ACTIVITY: Every line from the beginning of the data through the line containing "builds and transmits" should be reproduced exactly, and no further lines should be output.
BEGIN DATA TO PROCESS
//! argdata – self-describing binary argument data for capability-based
//! process configuration.
//!
//! A process running under capability-based security holds exactly the
//! authority its file descriptors grant. This crate builds and transmits
//! that initial state: an immutable value tree describing configuration
//! plus descriptor capabilities, serialized into a byte buffer and a
//! deduplicated, renumbered descriptor array. Descriptor values never put
//! a real descriptor number on the wire — only a slot index into the
//! side-channel array, so the bytes alone grant nothing.
//!
//! Values come in two representations with one API: constructed trees over
//! caller-owned child arrays, and zero-copy windows into an untrusted
//! encoded buffer that are decoded lazily, one subvalue per iterator
//! advance.
//!
//! # Example
//!
//! ```
//! use argdata::{serializer, Argdata};
//!
//! // Sending side: build a tree and flatten it.
//! let keys = [Argdata::str("console"), Argdata::str("verbose")];
//! let values = [Argdata::fd(2), Argdata::boolean(true)];
//! let tree = Argdata::map(&keys, &values);
//! let (buf, fds) = serializer::serialize_to_vec(&tree).unwrap();
//! assert_eq!(fds, vec![2]);
//!
//! // Receiving side: interpret the buffer lazily.
//! let root = Argdata::encoded(&buf);
//! let mut it = root.map_iter().unwrap();
//! let (key, value) = it.next().unwrap().unwrap();
//! assert_eq!(key.get_str().unwrap(), "console");
//! assert_eq!(value.get_fd().unwrap(), 0); // slot, not descriptor 2
//! ```

pub mod access;
pub mod error;
pub mod fd_table;
pub mod iterator;
mod magnitude;
pub mod serializer;
pub mod subfield;
pub mod value;
mod varint;

pub use error::{Error, Result};

/// HashMap with ahash (fast, not DoS-resistant — internal data structures).
pub(crate) type FastHashMap<K, V> = hashbrown::HashMap<K, V, ahash::RandomState>;

/// IndexMap with ahash (deterministic insertion-order iteration + fast hashing).
pub(crate) type FastIndexMap<K, V> = indexmap::IndexMap<K, V, ahash::RandomState>;

// Public API: values
pub use value::{Argdata, IntValue, Kind, Timestamp};

// Public API: iterators
pub use iterator::{MapIterator, SeqIterator};

// Public API: serialization
pub use serializer::{measure, serialize, serialize_to_vec, Measurement};

// Public API: capability table boundary
pub use fd_table::{CapabilityTable, FdTable};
END DATA TO PROCESS
RESULT OF THIS EXERCISE:
//! argdata – self-describing binary argument data for capability-based
//! process configuration.
//!
//! A process running under capability-based security holds exactly the
//! authority its file descriptors grant. This crate builds and transmits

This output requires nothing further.